Si le message téléphonique du 23 avril 2022 à [Localité 5], cogérant de la société Athena confirme une demande d'envoi de contrat, les deux courriels suivants sont imprécis et ne sont suivis d'aucune réponse justifiant le renvoi d'un contrat.
19. Il sera observé que le contrat produit par la société Athena est relatif à la période du 21 au 22 avril 2022 alors que le contrat retenu par le tribunal de commerce concerne la période du 20 avril 2022 au 20 mai 2022.
20. Si les pièces produites par la société Athena laissent subsister un doute sur la date de signature du contrat de location, les dates de la période de location mentionnées sur le contrat de location retenu par le tribunal de commerce ne sont pas similaires à celle figurant sur le contrat versé aux débats par la société Athena ce qui ne permet pas d'établir qu'il s'agit du même document. Le contrat prévoit le versement d'une caution de 3000 euros dont le remboursement est réclamé par la société Athena ce qui confirme la conclusion d'un contrat alors que cette dernière indique dans ses conclusions que le véhicule lui a été remis sans aucune formalité.
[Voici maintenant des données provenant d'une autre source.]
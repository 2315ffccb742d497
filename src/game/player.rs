//! Player kinds and per-game configuration.

use crate::search::iterative_deepening::SearchConfig;

/// Who decides moves for one side.
#[derive(Debug, Clone, Copy, PartialEq, Eq)]
pub enum PlayerKind {
    Human,
    Computer(SearchConfig),
}

impl PlayerKind {
    #[inline]
    pub fn is_computer(&self) -> bool {
        matches!(self, PlayerKind::Computer(_))
    }
}

#[derive(Debug, Clone, Copy, PartialEq, Eq)]
pub struct GameConfig {
    /// Indexed by `Color::index()`.
    pub players: [PlayerKind; 2],
    pub initial_time_ms: [u64; 2],
}

impl GameConfig {
    pub const DEFAULT_TIME_MS: u64 = 300_000;
}

impl Default for GameConfig {
    fn default() -> Self {
        Self {
            players: [PlayerKind::Human, PlayerKind::Computer(SearchConfig::default())],
            initial_time_ms: [Self::DEFAULT_TIME_MS; 2],
        }
    }
}
//! Iterative deepening driver around [`AlphaBeta`].
//!
//! Runs depth 1 up to the configured maximum against one deadline. A depth
//! interrupted by the deadline is discarded. When no depth completes the
//! driver falls back to a random legal move, so a side with legal moves
//! always gets one.

use std::time::{Duration, Instant};

use rand::prelude::IndexedRandom;
use tracing::{debug, warn};

use crate::game_state::chess_types::Color;
use crate::game_state::position::Position;
use crate::move_generation::legal_move_generator::{all_legal_moves, CandidateMove};
use crate::search::board_scoring::BoardScorer;
use crate::search::minimax::AlphaBeta;
use crate::search::time_management::TimeStrategy;
use crate::search::transposition_table::{TTStats, TranspositionTable};

#[derive(Debug, Clone, Copy, PartialEq, Eq)]
pub struct SearchConfig {
    pub max_depth: u8,
    pub hash_entries: usize,
    pub time_strategy: TimeStrategy,
}

impl Default for SearchConfig {
    fn default() -> Self {
        Self {
            max_depth: 3,
            hash_entries: TranspositionTable::DEFAULT_ENTRIES,
            time_strategy: TimeStrategy::default(),
        }
    }
}

#[derive(Debug, Clone, Copy, Default, PartialEq)]
pub struct SearchResult {
    pub best_move: Option<CandidateMove>,
    pub best_score: f64,
    /// Deepest iteration that finished, `0` if none did.
    pub reached_depth: u8,
    pub nodes: u64,
    pub elapsed_ms: u64,
    pub tt_stats: TTStats,
    pub timed_out: bool,
    /// The move was picked at random because no iteration finished.
    pub fell_back: bool,
}

pub fn iterative_deepening_search<S: BoardScorer>(
    position: &Position,
    side: Color,
    scorer: &S,
    tt: &mut TranspositionTable,
    max_depth: u8,
    budget_ms: Option<u64>,
) -> SearchResult {
    let started = Instant::now();
    let deadline = budget_ms.map(|ms| started + Duration::from_millis(ms));

    let mut result = SearchResult {
        best_score: scorer.score(position),
        ..SearchResult::default()
    };
    let mut nodes = 0u64;

    for depth in 1..=max_depth.max(1) {
        tt.new_generation();
        let mut search = AlphaBeta::new(scorer, tt, deadline);
        let outcome = search.search_root(position, side, depth);
        nodes += search.nodes();

        let Some((best_move, best_score)) = outcome else {
            result.timed_out = true;
            debug!(depth, "search iteration interrupted by deadline");
            break;
        };

        result.best_move = best_move;
        result.best_score = best_score;
        result.reached_depth = depth;
        debug!(
            depth,
            score = best_score,
            nodes,
            best = ?best_move.map(|mv| mv.to_string()),
            "search iteration complete"
        );

        if best_move.is_none() {
            break;
        }
    }

    if result.best_move.is_none() && result.reached_depth == 0 {
        let mut scratch = position.clone();
        let legal = all_legal_moves(&mut scratch, side);
        if let Some(picked) = legal.as_slice().choose(&mut rand::rng()) {
            warn!(%side, mv = %picked, "no search depth completed, playing a random legal move");
            result.best_move = Some(*picked);
            result.fell_back = true;
        }
    }

    result.nodes = nodes;
    result.elapsed_ms = started.elapsed().as_millis() as u64;
    result.tt_stats = tt.stats();
    result
}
21. Il résulte de ces différents éléments qu'un rapport contractuel entre les deux sociétés est né avec un accord sur les conditions de la location. S'agissant de la location d'un véhicule professionnel au bénéfice de la société Athena, par une société de location, les modalités de la location ont été transmises au locataire comme le démontre le versement d'une caution de 3000 euros remise par la société Athena.
22. La société Athena n'avait aucun motif de signer un document engageant sa responsabilité postérieurement à l'incendie si elle ne connaissait pas les conditions de la location lors de la mise à disposition du véhicule.
23. En conséquence, la date d'engagement de la société Athena, contestée, ne peut être prise en considération pour ne pas retenir sa responsabilité dès lors qu'elle est insuffisante à démontrer que lors de la mise à disposition du véhicule, elle n'avait pas eu connaissance des conditions de la location alors qu'elle reconnaît avoir signé un contrat aux termes duquel il lui appartenait de souscrire une assurance pour le véhicule loué.
24. Le jugement sera confirmé en ce qu'il a déclaré bien fondée la demande de réparation des conséquences de l'exécution imparfaite du contrat, en l'absence de souscription d'une assurance.
25. La société Athena ne formule pas d'observation sur le montant des sommes réclamées comprenant le coût de l'ambulance et des frais annexes résultant du sinistre et justifiés par des factures aux termes du jugement.
26. La société Athena sollicite la déduction du dépôt de garantie de 3000 euros. Il résulte expressément du jugement que cette somme a été déduite du montant principal dû. Cette demande sera rejetée.
Sur les demandes accessoires
27. La société Athena, qui succombe en ses prétentions, sera condamnée aux dépens d'appel.
28. Le jugement sera confirmé en ses dispositions relatives aux frais irrépétibles.
29. La demande de la société Athena en application de l'article 700 du code de procédure civile sera rejetée.